## WHAT IS REQUIRED
Reproduce every record exactly as given.
--- RECORDS PROVIDED ---
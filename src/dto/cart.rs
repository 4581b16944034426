use serde::{Deserialize, Serialize};
use utoipa::{IntoParams, ToSchema};
use uuid::Uuid;

#[derive(Debug, Deserialize, Serialize, ToSchema)]
pub struct AddToCartRequest {
    pub product_id: Uuid,
    pub qty: i32,
}

#[derive(Debug, Deserialize, IntoParams)]
#[into_params(parameter_in = Query)]
pub struct UpdateQtyQuery {
    pub qty: i32,
}

#[derive(Debug, Clone, PartialEq, Serialize, Deserialize, ToSchema)]
pub struct CartItemResponse {
    pub id: Uuid,
    pub product_id: Uuid,
    pub product_name: String,
    pub quantity: i32,
    pub price: i64,
    pub image: String,
    pub stock: i32,
    pub category: String,
}

#[derive(Debug, Clone, Default, PartialEq, Serialize, Deserialize, ToSchema)]
pub struct CartResponse {
    pub items: Vec<CartItemResponse>,
    pub total: i64,
}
---
## FINAL ANSWER
filename src/dto/cart.rs
repository 4581b16944034426
use serde::{Deserialize, Serialize};
use utoipa::{IntoParams, ToSchema};
use uuid::Uuid;

#[derive(Debug, Deserialize, Serialize, ToSchema)]
pub struct AddToCartRequest {
    pub product_id: Uuid,
    pub qty: i32,
}

#[derive(Debug, Deserialize, IntoParams)]
#[into_params(parameter_in = Query)]
pub struct UpdateQtyQuery {
    pub qty: i32,
}

#[derive(Debug, Clone, PartialEq, Serialize, Deserialize, ToSchema)]
pub struct CartItemResponse {
    pub id: Uuid,
    pub product_id: Uuid,
    pub product_name: String,
    pub quantity: i32,
    pub price: i64,
    pub image: String,
    pub stock: i32,
    pub category: String,
}

#[derive(Debug, Clone, Default, PartialEq, Serialize, Deserialize, ToSchema)]
pub struct CartResponse {
    pub items: Vec<CartItemResponse>,
    pub total: i64,
}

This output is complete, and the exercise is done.